PROVIDED RECORDS Block Start

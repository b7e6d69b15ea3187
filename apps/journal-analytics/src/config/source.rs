//! Trade source configuration.

use serde::{Deserialize, Serialize};

/// Where the trade universe comes from.
///
/// At most one of `trades_path` and `sample` may be set; with neither, the
/// default sample universe is generated.
#[derive(Debug, Clone, Default, Serialize, Deserialize)]
pub struct SourceConfig {
    /// Path to a JSON array of trades.
    #[serde(default)]
    pub trades_path: Option<String>,
    /// Deterministic sample universe.
    #[serde(default)]
    pub sample: Option<SampleConfig>,
    /// Reject the whole load on the first invalid trade instead of skipping it.
    #[serde(default)]
    pub strict_validation: bool,
}

/// Sample generator settings.
#[derive(Debug, Clone, Copy, PartialEq, Eq, Serialize, Deserialize)]
pub struct SampleConfig {
    /// Number of trades to generate.
    #[serde(default = "default_sample_count")]
    pub count: usize,
    /// RNG seed.
    #[serde(default = "default_sample_seed")]
    pub seed: u64,
}

impl Default for SampleConfig {
    fn default() -> Self {
        Self {
            count: default_sample_count(),
            seed: default_sample_seed(),
        }
    }
}

pub(crate) const fn default_sample_count() -> usize {
    60
}

pub(crate) const fn default_sample_seed() -> u64 {
    42
}
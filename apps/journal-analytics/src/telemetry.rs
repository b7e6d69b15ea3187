//! Tracing subscriber setup.
//!
//! # Configuration
//!
//! - `observability.logging.level`: default filter directive (e.g. `info`,
//!   `journal_analytics=debug`)
//! - `observability.logging.format`: `json`, `pretty` or `compact`
//! - `RUST_LOG`: overrides the configured level when set

use tracing_subscriber::EnvFilter;

use crate::config::LoggingConfig;

/// Error type for tracing setup.
#[derive(Debug, thiserror::Error)]
pub enum TelemetryError {
    /// Failed to install the global subscriber.
    #[error("failed to initialize tracing subscriber: {0}")]
    SubscriberError(String),
}

/// Build the filter: `RUST_LOG` first, then the configured level, then `info`.
fn env_filter(config: &LoggingConfig) -> EnvFilter {
    EnvFilter::try_from_default_env()
        .or_else(|_| EnvFilter::try_new(&config.level))
        .unwrap_or_else(|_| EnvFilter::new("info"))
}

/// Install the global tracing subscriber.
///
/// Logs go to stderr so that stdout stays clean for exported data.
///
/// # Errors
///
/// Returns an error if a global subscriber has already been set.
pub fn init_tracing(config: &LoggingConfig) -> Result<(), TelemetryError> {
    let builder = tracing_subscriber::fmt()
        .with_env_filter(env_filter(config))
        .with_writer(std::io::stderr);

    let installed = match config.format.as_str() {
        "json" => builder
            .json()
            .with_current_span(config.include_spans)
            .with_span_list(config.include_spans)
            .try_init(),
        "pretty" => builder.pretty().try_init(),
        _ => builder.compact().try_init(),
    };
    installed.map_err(|e| TelemetryError::SubscriberError(e.to_string()))
}
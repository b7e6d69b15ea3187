//! Tagged metric value for ratios that can be infinite or undefined.

use std::cmp::Ordering;
use std::fmt;

use rust_decimal::Decimal;
use serde::{Deserialize, Serialize};

use super::math::safe_div;

/// A metric that is either a finite number or one of two sentinels.
///
/// Serialises as `{"kind": "finite", "value": "2.5"}`, `{"kind": "undefined"}`
/// or `{"kind": "positive_infinite"}`.
#[derive(Debug, Clone, Copy, PartialEq, Eq, Hash, Serialize, Deserialize)]
#[serde(tag = "kind", content = "value", rename_all = "snake_case")]
pub enum MetricValue {
    /// A real, finite value.
    Finite(Decimal),
    /// Both numerator and denominator are empty (e.g. no trades at all).
    Undefined,
    /// Denominator is zero with a positive numerator, or "no data" for a
    /// minimum over an empty set.
    PositiveInfinite,
}

impl MetricValue {
    /// Zero-guarded ratio.
    ///
    /// `numerator / denominator` when `denominator > 0`; otherwise
    /// `PositiveInfinite` when `numerator > 0`, else `Undefined`.
    #[must_use]
    pub fn ratio(numerator: Decimal, denominator: Decimal) -> Self {
        if denominator > Decimal::ZERO {
            Self::Finite(safe_div(numerator, denominator))
        } else if numerator > Decimal::ZERO {
            Self::PositiveInfinite
        } else {
            Self::Undefined
        }
    }

    /// Zero-guarded ratio of two counts.
    #[must_use]
    pub fn count_ratio(numerator: u64, denominator: u64) -> Self {
        Self::ratio(Decimal::from(numerator), Decimal::from(denominator))
    }

    /// The finite value, if any.
    #[must_use]
    pub const fn finite(&self) -> Option<Decimal> {
        match self {
            Self::Finite(v) => Some(*v),
            Self::Undefined | Self::PositiveInfinite => None,
        }
    }

    /// Whether this is a finite value.
    #[must_use]
    pub const fn is_finite(&self) -> bool {
        matches!(self, Self::Finite(_))
    }

    /// Whether this is the infinite sentinel.
    #[must_use]
    pub const fn is_infinite(&self) -> bool {
        matches!(self, Self::PositiveInfinite)
    }

    /// Numeric value for display gauges: finite value, or zero for `Undefined`.
    ///
    /// Returns `None` for `PositiveInfinite`, which has no numeric stand-in.
    #[must_use]
    pub const fn or_zero(&self) -> Option<Decimal> {
        match self {
            Self::Finite(v) => Some(*v),
            Self::Undefined => Some(Decimal::ZERO),
            Self::PositiveInfinite => None,
        }
    }
}

impl From<Decimal> for MetricValue {
    fn from(value: Decimal) -> Self {
        Self::Finite(value)
    }
}

impl PartialOrd for MetricValue {
    /// Finite values order numerically and below `PositiveInfinite`.
    /// `Undefined` only compares equal to itself.
    fn partial_cmp(&self, other: &Self) -> Option<Ordering> {
        match (self, other) {
            (Self::Finite(a), Self::Finite(b)) => Some(a.cmp(b)),
            (Self::Finite(_), Self::PositiveInfinite) => Some(Ordering::Less),
            (Self::PositiveInfinite, Self::Finite(_)) => Some(Ordering::Greater),
            (Self::PositiveInfinite, Self::PositiveInfinite)
            | (Self::Undefined, Self::Undefined) => Some(Ordering::Equal),
            (Self::Undefined, _) | (_, Self::Undefined) => None,
        }
    }
}

impl fmt::Display for MetricValue {
    fn fmt(&self, f: &mut fmt::Formatter<'_>) -> fmt::Result {
        match self {
            Self::Finite(v) => write!(f, "{v:.2}"),
            Self::Undefined => f.write_str("N/A"),
            Self::PositiveInfinite => f.write_str("∞"),
        }
    }
}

PROVIDED RECORDS Block End

Would you copy, unchanged, the stretch of the records above that begins at the line containing "for exported data." and ends at the line containing "an empty set.", and only that?

**RESPONSE AREA**
/// Logs go to stderr so that stdout stays clean for exported data.
///
/// # Errors
///
/// Returns an error if a global subscriber has already been set.
pub fn init_tracing(config: &LoggingConfig) -> Result<(), TelemetryError> {
    let builder = tracing_subscriber::fmt()
        .with_env_filter(env_filter(config))
        .with_writer(std::io::stderr);

    let installed = match config.format.as_str() {
        "json" => builder
            .json()
            .with_current_span(config.include_spans)
            .with_span_list(config.include_spans)
            .try_init(),
        "pretty" => builder.pretty().try_init(),
        _ => builder.compact().try_init(),
    };
    installed.map_err(|e| TelemetryError::SubscriberError(e.to_string()))
}
repository b7e6d69b15ea3187
//! Tagged metric value for ratios that can be infinite or undefined.

use std::cmp::Ordering;
use std::fmt;

use rust_decimal::Decimal;
use serde::{Deserialize, Serialize};

use super::math::safe_div;

/// A metric that is either a finite number or one of two sentinels.
///
/// Serialises as `{"kind": "finite", "value": "2.5"}`, `{"kind": "undefined"}`
/// or `{"kind": "positive_infinite"}`.
#[derive(Debug, Clone, Copy, PartialEq, Eq, Hash, Serialize, Deserialize)]
#[serde(tag = "kind", content = "value", rename_all = "snake_case")]
pub enum MetricValue {
    /// A real, finite value.
    Finite(Decimal),
    /// Both numerator and denominator are empty (e.g. no trades at all).
    Undefined,
    /// Denominator is zero with a positive numerator, or "no data" for a
    /// minimum over an empty set.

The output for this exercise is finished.